Car, ne l’oublions pas, contrairement aux idées reçues, les femmes ont très tôt couvert les conflits, à l’instar des Américaines Jane Cazneau (1807-1878), qui plongea dans la guerre entre les États-Unis et le Mexique en 1846, ou Martha Gellhorn (1908-1998) qui commença par couvrir la Guerre d’Espagne (1936-1939) puis le front Ouest durant Seconde Guerre mondiale, à partir du débarquement de Normandie, et diverses opérations impliquant l’armée américaine dans les années 1980.

 

Entre 1940 et 1945, près de 120 femmes furent accréditées pour remplir la mission de reporters de guerre, même si presque toutes sont restées quasiment inconnues du grand public.

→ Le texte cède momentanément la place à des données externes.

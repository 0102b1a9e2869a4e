use std::ops::RangeInclusive;
use std::path::PathBuf;

use clap::Parser;
use clap_verbosity_flag::{Verbosity, WarnLevel};
use image::{ImageFormat, Rgba};

use crate::errors::{Result, StampError};
use crate::placement::{Margins, OverflowPolicy};

pub const DEFAULT_SOURCE_IMAGE: &str = "PixSol_logo.png";
pub const DEFAULT_OUTPUT_DIR: &str = "PixSol_images";
pub const DEFAULT_FONT_PATH: &str = "arial.ttf";
/// 36 の4倍
pub const DEFAULT_FONT_SIZE: f32 = 144.0;
pub const DEFAULT_START: u32 = 1;
pub const DEFAULT_END: u32 = 100;
pub const DEFAULT_MARGIN_RIGHT: u32 = 40;
pub const DEFAULT_MARGIN_BOTTOM: u32 = 50;
pub const DEFAULT_PREFIX: &str = "pixel";
pub const DEFAULT_FORMAT: &str = "png";
/// 描画座標は i32 なので、それを超える余白は受け付けない
pub const MAX_MARGIN: u32 = i32::MAX as u32;

#[derive(Parser, Clone, Debug)]
#[command(version, about, long_about = None)]
pub struct Config {
    /// Image every counter is stamped onto
    #[arg(short, long, default_value = DEFAULT_SOURCE_IMAGE)]
    pub source_image: PathBuf,

    #[arg(short, long, default_value = DEFAULT_OUTPUT_DIR)]
    pub output_dir: PathBuf,

    /// TrueType or OpenType font used for the counter text
    #[arg(long, default_value = DEFAULT_FONT_PATH)]
    pub font_path: PathBuf,

    /// Font size in pixels
    #[arg(long, default_value_t = DEFAULT_FONT_SIZE)]
    pub font_size: f32,

    /// First counter (inclusive)
    #[arg(long, default_value_t = DEFAULT_START)]
    pub start: u32,

    /// Last counter (inclusive)
    #[arg(long, default_value_t = DEFAULT_END)]
    pub end: u32,

    #[arg(long, default_value_t = DEFAULT_MARGIN_RIGHT)]
    pub margin_right: u32,

    #[arg(long, default_value_t = DEFAULT_MARGIN_BOTTOM)]
    pub margin_bottom: u32,

    /// Text colour as `RRGGBB` or `RRGGBBAA`
    #[arg(long, default_value = "000000", value_parser = parse_color)]
    pub color: Rgba<u8>,

    /// What to do when the text does not fit inside the margins
    #[arg(long, value_enum, default_value_t = OverflowPolicy::Allow)]
    pub overflow: OverflowPolicy,

    /// Output file names are `<prefix>_<counter>.<format>`
    #[arg(long, default_value = DEFAULT_PREFIX)]
    pub prefix: String,

    #[arg(short, long, default_value = DEFAULT_FORMAT, value_parser = check_format)]
    pub format: String,

    /// Worker threads; 1 writes the files strictly in counter order
    #[arg(short, long, default_value_t = 1)]
    pub jobs: usize,

    /// Continue with the remaining counters when one of them fails
    #[arg(long)]
    pub keep_going: bool,

    /// Hide the progress bar
    #[arg(long)]
    pub no_progress: bool,

    #[command(flatten)]
    pub verbose: Verbosity<WarnLevel>,
}

impl Default for Config {
    fn default() -> Self {
        Self {
            source_image: PathBuf::from(DEFAULT_SOURCE_IMAGE),
            output_dir: PathBuf::from(DEFAULT_OUTPUT_DIR),
            font_path: PathBuf::from(DEFAULT_FONT_PATH),
            font_size: DEFAULT_FONT_SIZE,
            start: DEFAULT_START,
            end: DEFAULT_END,
            margin_right: DEFAULT_MARGIN_RIGHT,
            margin_bottom: DEFAULT_MARGIN_BOTTOM,
            color: Rgba([0, 0, 0, 255]),
            overflow: OverflowPolicy::Allow,
            prefix: DEFAULT_PREFIX.to_string(),
            format: DEFAULT_FORMAT.to_string(),
            jobs: 1,
            keep_going: false,
            no_progress: false,
            verbose: Verbosity::new(0, 0),
        }
    }
}

impl Config {
    pub const fn counter_range(&self) -> RangeInclusive<u32> {
        self.start..=self.end
    }

    pub const fn margins(&self) -> Margins {
        Margins {
            right: self.margin_right,
            bottom: self.margin_bottom,
        }
    }

    /// Output format for `format`. Fails for extensions `validate` rejects.
    pub fn output_format(&self) -> Result<ImageFormat> {
        check_format(&self.format)
            .ok()
            .and_then(ImageFormat::from_extension)
            .ok_or_else(|| {
                StampError::validation("format", format!("{} is not a writable format", self.format))
            })
    }

    /// Checks the constraints clap cannot express per field.
    pub fn validate(&self) -> Result<()> {
        if self.start > self.end {
            return Err(StampError::validation(
                "counter range",
                format!("start ({}) is greater than end ({})", self.start, self.end),
            ));
        }
        if !self.font_size.is_finite() || self.font_size <= 0.0 {
            return Err(StampError::validation(
                "font_size",
                format!("must be a positive number, got {}", self.font_size),
            ));
        }
        if self.prefix.is_empty() || self.prefix.contains(['/', '\\']) {
            return Err(StampError::validation(
                "prefix",
                "must be a non-empty file name component",
            ));
        }
        if self.jobs == 0 {
            return Err(StampError::validation("jobs", "must be at least 1"));
        }
        check_format(&self.format).map_err(|reason| StampError::validation("format", reason))?;
        for (field, margin) in [
            ("margin_right", self.margin_right),
            ("margin_bottom", self.margin_bottom),
        ] {
            if margin > MAX_MARGIN {
                return Err(StampError::validation(
                    field,
                    format!("must not exceed {}, got {}", MAX_MARGIN, margin),
                ));
            }
        }
        Ok(())
    }
}

fn check_format(s: &str) -> std::result::Result<String, String> {
    let supported: Vec<_> = ImageFormat::all()
        .filter(|f| f.writing_enabled())
        .flat_map(|f| f.extensions_str())
        .map(|s| format!("`{}`", s))
        .collect();
    let supported_message = format!("Supported formats: {}", supported.join(", "));

    let format = ImageFormat::from_extension(s)
        .ok_or(format!("{} is not supported. {}", s, supported_message))?;
    if !format.writing_enabled() {
        return Err(format!("{} is not supported. {}", s, supported_message));
    }

    Ok(s.to_string())
}

fn parse_color(s: &str) -> std::result::Result<Rgba<u8>, String> {
    let hex = s.strip_prefix('#').unwrap_or(s);
    if !matches!(hex.len(), 6 | 8) || !hex.chars().all(|c| c.is_ascii_hexdigit()) {
        return Err(format!("{} is not a `RRGGBB` or `RRGGBBAA` colour", s));
    }

    let channel = |i: usize| u8::from_str_radix(&hex[i..i + 2], 16).map_err(|e| e.to_string());
    let alpha = if hex.len() == 8 { channel(6)? } else { 255 };
    Ok(Rgba([channel(0)?, channel(2)?, channel(4)?, alpha]))
}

D’autres, à l’inverse, sont demeurées sous les feux des projecteurs plus ou moins sporadiquement, à l’instar de Margaret Bourke-White (1904-1971), qui couvrit la guerre en URSS puis le front en Afrique du nord, en Italie et en Allemagne et, plus récemment Lee Miller (1907-1977), également pour les Etats-Unis, qui fut autorisée par l’armée américaine, à accompagner des unités depuis la Normandie jusqu’en Allemagne, non sans contourner les interdits et les traditions qui voulaient qu’aucune femme ne puisse accomplir un tel travail. On ne peut d’ailleurs que vous recommander le film d’Ellen Kuras consacré à Lee Miller, après 8 ans de préparation, avec Kate Winslet pour l’incarner à l’écran avec un tel réalisme de tous les instants que l’on pourrait croire en une réincarnation momentanée.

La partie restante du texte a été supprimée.